Jones: Honestly, the only concern I had about the level of detail (other than planning for it to take as long as two normal pages) was that it might be too much detail for an “Adventures” title. But I think it worked out pretty well. I’ve actually been going more and more detailed with the backgrounds because I think it grounds the action in reality and also because if you watch the animated series, the Justice League backgrounds aren’t quite as stylized as those on Superman or especially the Batman series.
TZ: The above is the final pencils for page 15 of Justice League Adventures #26. What pencils did you use on this page? It looks like there are variable pencil strengths there.
Jones: That’s just a case of me using the pencil differently. A mechanical pencil is great for that fine detail work, but by using a medium weight I can still get some good dark shading out of it when I want to.
TZ: How long did this page take you? Do you try to keep a schedule--a similar time period--for each page you do?

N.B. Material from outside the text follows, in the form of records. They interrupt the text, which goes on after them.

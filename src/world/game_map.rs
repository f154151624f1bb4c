// src/world/game_map.rs

use std::collections::BTreeMap;

use log::{debug, info, warn};
use rayon::prelude::*;

use crate::bsp::{BspError, Partitioner};
use crate::config::BspConfig;
use crate::document::Document;
use crate::mesh::{Face, FaceId, HEdge, HEdgeId, Mesh, Polygonal, Vertex, VertexId};
use crate::utils::{LineSide, Point2D};

use super::bsp_leaf::BspLeaf;
use super::bsp_node::{BspChild, BspNode};
use super::circulator::SectorClusterCirculator;
use super::cluster::{self, ClusterError, ClusterRef, SectorCluster};
use super::line::Line;
use super::polyobj::{build_polyobj_mesh, polyobj_center};
use super::sector::Sector;
use super::MapError;

/// The hardened runtime map.
///
/// Nodes, leafs, half-edges and vertices live in flat arrays whose indices
/// stay valid for the lifetime of the map.
#[derive(Debug)]
pub struct GameMap {
    pub(crate) mesh: Mesh,
    pub(crate) nodes: Vec<BspNode>,
    pub(crate) leafs: Vec<BspLeaf>,
    pub(crate) root: BspChild,
    pub(crate) lines: Vec<Line>,
    pub(crate) sectors: Vec<Sector>,
    pub(crate) epsilon: f64,
}

impl GameMap {
    /// Builds the runtime map of the document's current level: partition,
    /// harden, attach polyobjects and derive sector clusters.
    pub fn from_document(doc: &Document, config: &BspConfig) -> Result<GameMap, MapError> {
        let mesh = Mesh::from_points(doc.vertices.read().iter().map(|v| v.position()));
        let sectors: Vec<Sector> = doc.sectors.read().iter().map(|s| Sector::from_map(s)).collect();

        let mut lines: Vec<Line> = {
            let linedefs = doc.linedefs.read();
            linedefs
                .iter()
                .map(|ld| {
                    let mut line = Line::new(
                        VertexId(ld.start as u32),
                        VertexId(ld.end as u32),
                        doc.get_sector_id(ld, LineSide::Right),
                        doc.get_sector_id(ld, LineSide::Left),
                    );
                    line.flags = ld.flags;
                    line
                })
                .collect()
        };

        for (p, poly_lines) in doc.polyobjs.read().iter().enumerate() {
            for &id in poly_lines.iter() {
                match lines.get_mut(id) {
                    Some(line) => line.polyobj = Some(p),
                    None => warn!("Polyobject {} references missing line {}", p, id),
                }
            }
        }

        GameMap::build(mesh, lines, sectors, config)
    }

    /// Builds a map from lines over `mesh`, whose vertices the lines index.
    pub fn build(mesh: Mesh, lines: Vec<Line>, sectors: Vec<Sector>, config: &BspConfig) -> Result<GameMap, MapError> {
        config.validate()?;
        for (i, line) in lines.iter().enumerate() {
            for sector in [line.front_sector, line.back_sector].into_iter().flatten() {
                if sector >= sectors.len() {
                    return Err(BspError::InvalidSector { line: i, sector }.into());
                }
            }
        }

        let build = Partitioner::new(config).build(mesh, &lines)?;
        let mut map = build.harden(lines, sectors)?;
        map.attach_polyobjs()?;
        let clusters = map.build_all_clusters()?;
        info!(
            "Map ready: {} sectors, {} clusters, {} leafs",
            map.sectors.len(),
            clusters,
            map.leafs.len()
        );
        Ok(map)
    }

    fn attach_polyobjs(&mut self) -> Result<(), MapError> {
        let mut groups: BTreeMap<usize, Vec<usize>> = BTreeMap::new();
        for (i, line) in self.lines.iter().enumerate() {
            if let Some(p) = line.polyobj {
                groups.entry(p).or_default().push(i);
            }
        }
        for (p, line_ids) in groups {
            let mesh = build_polyobj_mesh(&self.mesh, &self.lines, &line_ids)?;
            let center = match polyobj_center(&mesh) {
                Some(center) => center,
                None => continue,
            };
            let leaf = self.bsp_leaf_at_point(&center).index;
            debug!("Polyobject {} ({} lines) attached to leaf #{}", p, line_ids.len(), leaf);
            self.leafs[leaf].add_extra_mesh(mesh);
        }
        Ok(())
    }

    // --- Accessors ---

    pub fn mesh(&self) -> &Mesh {
        &self.mesh
    }

    pub fn bsp_nodes(&self) -> &[BspNode] {
        &self.nodes
    }

    pub fn bsp_leafs(&self) -> &[BspLeaf] {
        &self.leafs
    }

    pub fn hedges(&self) -> &[HEdge] {
        self.mesh.hedges()
    }

    pub fn vertices(&self) -> &[Vertex] {
        self.mesh.vertices()
    }

    pub fn faces(&self) -> &[Face] {
        self.mesh.faces()
    }

    pub fn lines(&self) -> &[Line] {
        &self.lines
    }

    pub fn sectors(&self) -> &[Sector] {
        &self.sectors
    }

    pub fn root(&self) -> BspChild {
        self.root
    }

    pub fn epsilon(&self) -> f64 {
        self.epsilon
    }

    pub fn node_count(&self) -> usize {
        self.nodes.len()
    }

    pub fn leaf_count(&self) -> usize {
        self.leafs.len()
    }

    pub fn hedge_count(&self) -> usize {
        self.mesh.hedge_count()
    }

    pub fn vertex_count(&self) -> usize {
        self.mesh.vertex_count()
    }

    // --- Point location ---

    /// Leaf whose BSP cell contains `point`, found by walking the tree.
    pub fn bsp_leaf_at_point(&self, point: &Point2D) -> &BspLeaf {
        let mut child = self.root;
        loop {
            match child {
                BspChild::Leaf(i) => return &self.leafs[i],
                BspChild::Node(i) => {
                    let node = &self.nodes[i];
                    child = node.child(node.side_of(point));
                }
            }
        }
    }

    /// True when the leaf's polygon contains `point`, within the build epsilon.
    pub fn leaf_contains_point(&self, leaf: usize, point: &Point2D) -> bool {
        self.leafs
            .get(leaf)
            .map_or(false, |l| l.poly_contains(&self.mesh, point, self.epsilon))
    }

    // --- Clusters ---

    pub fn cluster(&self, cluster: ClusterRef) -> Option<&SectorCluster> {
        self.sectors.get(cluster.sector)?.clusters.get(cluster.index)
    }

    pub fn cluster_of_leaf(&self, leaf: usize) -> Option<ClusterRef> {
        self.leafs.get(leaf)?.cluster
    }

    /// Cluster of the leaf whose polygon `hedge` bounds.
    pub fn cluster_of_hedge(&self, hedge: HEdgeId) -> Option<ClusterRef> {
        let face = self.mesh.get_hedge(hedge)?.face?;
        let leaf = self.mesh.get_face(face)?.leaf?;
        self.cluster_of_leaf(leaf)
    }

    /// Circulator over the cluster boundary, starting at its boundary half-edge.
    /// Empty when the cluster is unknown.
    pub fn cluster_circulator(&self, cluster: ClusterRef) -> SectorClusterCirculator<'_> {
        match self.cluster(cluster).and_then(|c| c.boundary_hedge) {
            Some(hedge) => SectorClusterCirculator::new(self, hedge),
            None => SectorClusterCirculator::default(),
        }
    }

    /// Every half-edge of the cluster's leafs whose far side lies outside the cluster.
    pub fn cluster_boundary_hedges(&self, cluster: ClusterRef) -> Vec<HEdgeId> {
        let record = match self.cluster(cluster) {
            Some(record) => record,
            None => return Vec::new(),
        };
        record
            .leafs
            .iter()
            .filter_map(|&leaf| self.leafs[leaf].poly())
            .flat_map(|face| self.mesh.face_hedges(face))
            .filter(|&h| self.cluster_of_hedge(self.mesh.twin(h)) != Some(cluster))
            .collect()
    }

    pub fn cluster_has_sky_masked_plane(&self, cluster: ClusterRef) -> bool {
        self.sectors
            .get(cluster.sector)
            .map_or(false, |s| s.has_sky_masked_plane())
    }

    pub fn cluster_contains_point(&self, cluster: ClusterRef, point: &Point2D) -> bool {
        self.cluster(cluster).map_or(false, |c| {
            c.bounds.contains_point(point.x, point.y)
                && c.leafs.iter().any(|&leaf| self.leaf_contains_point(leaf, point))
        })
    }

    /// True when `point` is inside the cluster and `z` between its sector's planes.
    pub fn cluster_is_point_in_world_volume(&self, cluster: ClusterRef, point: &Point2D, z: f64) -> bool {
        self.cluster_contains_point(cluster, point)
            && self
                .sectors
                .get(cluster.sector)
                .map_or(false, |s| s.contains_height(z))
    }

    /// Partitions the sector's leafs into clusters, replacing any earlier
    /// result. Returns the number of clusters.
    pub fn build_clusters(&mut self, sector: usize) -> Result<usize, ClusterError> {
        if sector >= self.sectors.len() {
            return Err(ClusterError::UnknownSector(sector));
        }
        let clusters = cluster::build_sector_clusters(sector, &self.leafs, &self.mesh, &self.lines)?;

        for leaf in &mut self.leafs {
            if leaf.cluster.map_or(false, |c| c.sector == sector) {
                leaf.cluster = None;
            }
        }
        for (index, c) in clusters.iter().enumerate() {
            for &leaf in &c.leafs {
                self.leafs[leaf].cluster = Some(ClusterRef { sector, index });
            }
        }
        if clusters.len() > 1 {
            debug!("Sector {} splits into {} clusters", sector, clusters.len());
        }
        let count = clusters.len();
        self.sectors[sector].clusters = clusters;
        Ok(count)
    }

    pub fn build_all_clusters(&mut self) -> Result<usize, ClusterError> {
        let mut total = 0;
        for sector in 0..self.sectors.len() {
            total += self.build_clusters(sector)?;
        }
        Ok(total)
    }

    /// Same as `build_clusters`; call after editing lines that bound the sector.
    pub fn rebuild_clusters(&mut self, sector: usize) -> Result<usize, ClusterError> {
        self.build_clusters(sector)
    }

    /// Replaces a line's flags. Clusters are not updated until
    /// `rebuild_clusters` runs for the affected sectors.
    pub fn set_line_flags(&mut self, line: usize, flags: u16) -> Result<(), MapError> {
        let record = self.lines.get_mut(line).ok_or(MapError::UnknownLine(line))?;
        record.flags = flags;
        Ok(())
    }

    // --- Verification ---

    /// Re-checks the hardened map: mesh structure, leaf convexity, half-edge
    /// ownership and the cluster partition of every sector.
    pub fn verify(&self) -> Result<(), MapError> {
        self.mesh.validate()?;

        self.leafs
            .par_iter()
            .filter_map(|leaf| leaf.poly())
            .try_for_each(|face| self.mesh.face_winding_check(face))?;

        let mut owner: Vec<Option<usize>> = vec![None; self.mesh.hedge_count()];
        for leaf in &self.leafs {
            let face = match leaf.poly() {
                Some(face) => face,
                None => continue,
            };
            if self.mesh.face(face).leaf != Some(leaf.index) {
                return Err(MapError::FaceMismatch { leaf: leaf.index, face });
            }
            for h in self.mesh.face_hedges(face) {
                if owner[h.index()].replace(leaf.index).is_some() {
                    return Err(MapError::DuplicateHEdge(h));
                }
            }
        }

        for (index, sector) in self.sectors.iter().enumerate() {
            let members: Vec<usize> = self
                .leafs
                .iter()
                .filter(|l| l.sector == Some(index) && l.has_poly())
                .map(|l| l.index)
                .collect();
            cluster::check_partition(index, &members, &sector.clusters)?;
        }
        Ok(())
    }

    /// Face of a leaf, if it has one.
    pub fn leaf_face(&self, leaf: usize) -> Option<FaceId> {
        self.leafs.get(leaf)?.poly()
    }
}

Jones: I can usually do around two pages a day in this style, but it varies a lot depending on what’s in the panel. If there’s a lot of background detail I have to research or design, which can bring me down to a page a day. I’ve also had days where I did three pages, start to finish. The JL Adv #26 page 3 was an extreme case and probably took me about a day and a half.
TZ:We have several Diana poses in this page. Is there any posture, of male or female form, which you feel are more difficult? Do you ever use any physical models for poses, say, a figurine or a mirror?
Jones: I don’t as a matter of routine, but I might if I’m really stuck on something. Sometimes it’s really hard to capture the subtlety of a pose. Action stuff is easier to make up. It’s the familiar things like sitting up in bed or leaning on something in a specific way that has to be just perfect in order to look right.
TZ: I notice in the lower left panel you’ve added sound effect letters - was that out of choice? How much sound FX is left to the letterer and how much is the artist expected to incorporate?
Jones: There are no hard and fast rules (that I've been told of). I generally put in the sound effects myself if I have a specific idea of what I want. There have been times I’ve not added a sound effect because I didn’t want one at all and it got added at the lettering stage. That’s the nature of the assembly-line process of creating comics for a major publisher and of editorial privilege.
TZ: The above is the final pencils for page 11 of Justice League Adventures #26. A question about model sheets: Are you told to adhere to certain model sheets for characters? There have been several differences between Superman between seasons one and two of the animated series. Do you have a preference for one or the other, and are you given the freedom to choose the one you feel most comfortable with?
Jones: In theory, all the Justice League characters should look “on model” with the animated versions. The trick, of course, is to vary their look to create dynamic figures from different angles and with different facial expressions and all that, but without having them look noticeably “off.” I actually didn’t care for the more square-faced, baggy-eyed look for Superman in the first season of Justice League, and while I tried to stay close enough to not get in trouble, I think my Superman tended to harken back to the design from his own series. I was delighted when they tweaked the character back in that direction for season two of the show.
TZ: This again is another very visual page. In regards to what you said earlier, do you think you’ll be able to work from plot rather than script notes again in Justice League Adventures, or was this a one-off?
Jones: I think this story being written in plot form was a unique arrangement with this particular writer. Although I don’t mean to suggest that working from a full script is necessarily limiting. It really depends on how visual the writer is.
I’ve done several stories with a writer by the name of Josh Siegal who I’m having just a blast collaborating with. He has a great grasp of character and dialog, and he really leaves me a lot of room to play with the visuals. There’s an issue coming up that we did together that guest stars the Phantom Stranger, which I have to say is my favorite issue to date.